We’ve all heard it or experienced it. Grandparents (or parents) who complain about new lingo, don’t know how to use Facebook, or send spammy forwarded WhatsApp messages thinking if they forward it to 100 people their phone won’t get hacked. It’s a struggle that I call “Keepin’ up with the Generations.” Millennials are already experiencing it with TikTok. Heck, I am one of them.
After months and months of complaining and mocking the use and purpose of TikTok, I found myself making an account over the holidays during our first quarantined Christmas. And I GET IT. I TOTALLY GET IT. The jokes about Tik Tok being an educational platform are so valid. From side hustles to hacks on how to get your sense of taste temporarily back with a burnt orange if you have Covid, the videos are endless and entertaining too. And all the chatter about foreign countries having all your data or info, let’s face it — they probably already have it or have other ways of getting it. Privacy regulation is a whole discussion for a different post on a different day.

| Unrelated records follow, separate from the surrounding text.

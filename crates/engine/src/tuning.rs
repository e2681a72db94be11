use std::fs;
use std::path::{Path, PathBuf};

use serde::Deserialize;
use thiserror::Error;

/// Every gameplay constant in one place. Probability fields follow a
/// "one in n" convention: `heart_one_in = 30` means a 1/30 roll, and 0
/// disables the roll entirely.
#[derive(Debug, Clone, PartialEq, Deserialize)]
#[serde(default, deny_unknown_fields)]
pub struct Tuning {
    pub lane_count: u8,
    pub player_start_lane: u8,
    pub starting_lives: u32,

    // Field geometry, in logical units measured downward from the field top.
    pub spawn_offset: f32,
    pub boundary_offset: f32,
    pub descent_speed: f32,
    pub enemy_height: f32,
    pub elite_height: f32,
    pub minion_height: f32,
    pub boss_height: f32,
    pub pickup_height: f32,
    pub projectile_height: f32,

    pub projectile_speed_base: f32,
    pub projectile_speed_per_level: f32,
    pub barrage_projectile_speed: f32,
    pub projectile_damage_base: f64,
    pub projectile_damage_per_level: f64,
    pub fire_interval_base_ms: u64,
    pub fire_interval_step_ms: u64,
    pub fire_interval_floor_ms: u64,
    pub speed_levels_per_interval_step: u32,
    pub rapid_fire_interval_ms: u64,
    pub rapid_fire_duration_ms: u64,
    pub barrage_duration_ms: u64,

    pub first_wave_at_ms: u64,
    pub wave_cadence_ms: u64,
    pub slot_interval_base_ms: u64,
    pub slot_interval_step_ms: u64,

    pub heart_one_in: u32,
    pub barrel_one_in: u32,
    pub barrel_min_elapsed_s: u64,
    pub crate_cadence_s: u64,
    pub crate_one_in: u32,
    pub bee_cadence_s: u64,
    pub bee_one_in: u32,
    pub elite_one_in: u32,
    pub elite_gap_s: u64,
    pub elite_health: f64,
    pub minion_health_factor: f64,
    pub minion_cap_min: u32,
    pub minion_cap_max: u32,
    pub minion_interval_ms: u64,
    pub boss_health_base: f64,
    pub boss_health_growth: f64,

    pub base_health_start: f64,
    pub base_health_step: f64,
    pub health_discount_max: f64,
    pub loot_base: f64,
    pub loot_step: f64,
    pub generation_growth: f64,
    pub barrel_award: f64,
    pub crate_award: f64,
    pub elite_award: f64,
    pub upgrade_price_start: f64,
    pub upgrade_price_step: f64,
}

impl Default for Tuning {
    fn default() -> Self {
        Self {
            lane_count: 7,
            player_start_lane: 3,
            starting_lives: 3,

            spawn_offset: -100.0,
            boundary_offset: 560.0,
            descent_speed: 100.0,
            enemy_height: 100.0,
            elite_height: 120.0,
            minion_height: 70.0,
            boss_height: 140.0,
            pickup_height: 60.0,
            projectile_height: 34.0,

            projectile_speed_base: 400.0,
            projectile_speed_per_level: 30.0,
            barrage_projectile_speed: 600.0,
            projectile_damage_base: 1.5,
            projectile_damage_per_level: 0.3,
            fire_interval_base_ms: 1000,
            fire_interval_step_ms: 10,
            fire_interval_floor_ms: 100,
            speed_levels_per_interval_step: 5,
            rapid_fire_interval_ms: 50,
            rapid_fire_duration_ms: 8000,
            barrage_duration_ms: 5000,

            first_wave_at_ms: 1000,
            wave_cadence_ms: 5000,
            slot_interval_base_ms: 3000,
            slot_interval_step_ms: 100,

            heart_one_in: 30,
            barrel_one_in: 15,
            barrel_min_elapsed_s: 37,
            crate_cadence_s: 20,
            crate_one_in: 3,
            bee_cadence_s: 10,
            bee_one_in: 4,
            elite_one_in: 35,
            elite_gap_s: 40,
            elite_health: 1.0,
            minion_health_factor: 0.6,
            minion_cap_min: 2,
            minion_cap_max: 6,
            minion_interval_ms: 1000,
            boss_health_base: 10.0,
            boss_health_growth: 1.3,

            base_health_start: 1.0,
            base_health_step: 0.1,
            health_discount_max: 0.3,
            loot_base: 0.5,
            loot_step: 0.05,
            generation_growth: 1.2,
            barrel_award: 10.0,
            crate_award: 5.0,
            elite_award: 12.0,
            upgrade_price_start: 1.0,
            upgrade_price_step: 1.0,
        }
    }
}

#[derive(Debug, Error)]
pub enum TuningError {
    #[error("failed to read tuning file {path}: {source}")]
    ReadFile {
        path: PathBuf,
        #[source]
        source: std::io::Error,
    },
    #[error("failed to parse tuning JSON at {path}: {source}")]
    Parse {
        path: String,
        #[source]
        source: serde_json::Error,
    },
    #[error("lane_count must be at least 1")]
    NoLanes,
    #[error("player_start_lane {start_lane} is outside lane range 0..{lane_count}")]
    StartLaneOutOfRange { start_lane: u8, lane_count: u8 },
    #[error("{field} must be greater than zero")]
    NonPositive { field: &'static str },
    #[error("fire_interval_floor_ms {floor} exceeds fire_interval_base_ms {base}")]
    IntervalFloorAboveBase { floor: u64, base: u64 },
    #[error("minion_cap_min {min} exceeds minion_cap_max {max}")]
    MinionCapInverted { min: u32, max: u32 },
    #[error("health_discount_max {value} must lie in [0, 1)")]
    DiscountOutOfRange { value: f64 },
}

impl Tuning {
    pub fn from_path(path: &Path) -> Result<Self, TuningError> {
        let raw = fs::read_to_string(path).map_err(|source| TuningError::ReadFile {
            path: path.to_path_buf(),
            source,
        })?;
        Self::from_json_str(&raw)
    }

    pub fn from_json_str(raw: &str) -> Result<Self, TuningError> {
        let mut deserializer = serde_json::Deserializer::from_str(raw);
        let tuning: Tuning =
            serde_path_to_error::deserialize(&mut deserializer).map_err(|error| {
                TuningError::Parse {
                    path: error.path().to_string(),
                    source: error.into_inner(),
                }
            })?;
        tuning.validate()?;
        Ok(tuning)
    }

    pub fn validate(&self) -> Result<(), TuningError> {
        if self.lane_count == 0 {
            return Err(TuningError::NoLanes);
        }
        if self.player_start_lane >= self.lane_count {
            return Err(TuningError::StartLaneOutOfRange {
                start_lane: self.player_start_lane,
                lane_count: self.lane_count,
            });
        }
        for (field, value) in [
            ("boundary_offset", f64::from(self.boundary_offset)),
            ("descent_speed", f64::from(self.descent_speed)),
            ("projectile_speed_base", f64::from(self.projectile_speed_base)),
            (
                "barrage_projectile_speed",
                f64::from(self.barrage_projectile_speed),
            ),
            ("projectile_height", f64::from(self.projectile_height)),
            ("projectile_damage_base", self.projectile_damage_base),
            ("base_health_start", self.base_health_start),
            ("boss_health_base", self.boss_health_base),
            ("boss_health_growth", self.boss_health_growth),
            ("generation_growth", self.generation_growth),
            ("elite_health", self.elite_health),
            ("minion_health_factor", self.minion_health_factor),
        ] {
            if value <= 0.0 {
                return Err(TuningError::NonPositive { field });
            }
        }
        for (field, value) in [
            ("fire_interval_base_ms", self.fire_interval_base_ms),
            ("fire_interval_floor_ms", self.fire_interval_floor_ms),
            ("rapid_fire_interval_ms", self.rapid_fire_interval_ms),
            ("slot_interval_base_ms", self.slot_interval_base_ms),
            ("wave_cadence_ms", self.wave_cadence_ms),
            ("minion_interval_ms", self.minion_interval_ms),
        ] {
            if value == 0 {
                return Err(TuningError::NonPositive { field });
            }
        }
        if self.fire_interval_floor_ms > self.fire_interval_base_ms {
            return Err(TuningError::IntervalFloorAboveBase {
                floor: self.fire_interval_floor_ms,
                base: self.fire_interval_base_ms,
            });
        }
        if self.minion_cap_min > self.minion_cap_max {
            return Err(TuningError::MinionCapInverted {
                min: self.minion_cap_min,
                max: self.minion_cap_max,
            });
        }
        if !(0.0..1.0).contains(&self.health_discount_max) {
            return Err(TuningError::DiscountOutOfRange {
                value: self.health_discount_max,
            });
        }
        Ok(())
    }
}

But back to the main topic — all my months of protesting against the social media platform (all while being a digital media professional) made me feel like such an idiot. This is EXACTLY the type of behavior and protest older people do with technology. And they are the same people who end up posting a Facebook status update for the world to see asking their cousin Sally how their blood pressure is now.
The point is in order to function in this world of continuous tech advancement and not be reliant on a younger gen Z’er or your nephew “who knows computers” we must encourage ourselves to be comfortable with the unknowns and teach ourselves. Fifteen years from now, I don’t want to be the mom asking my teenage daughter how to use whatever new device there is or how to use some new platform or app that I dragged my feet on. Yes, learning gets harder as you age but the only way to keep our brains sharp and young is to try to learn something new from time to time.
We have even more information at our disposable than previous generations, and for future generations the amount may be infinite. But to keep ourselves competitive against ourselves and the “youngsters” we must start conditioning ourselves now to be open-minded and willing to be comfortable with whatever is new. And this logic could apply to so many different aspects of life, even outside of technology.
Onwards and upwards, my friends!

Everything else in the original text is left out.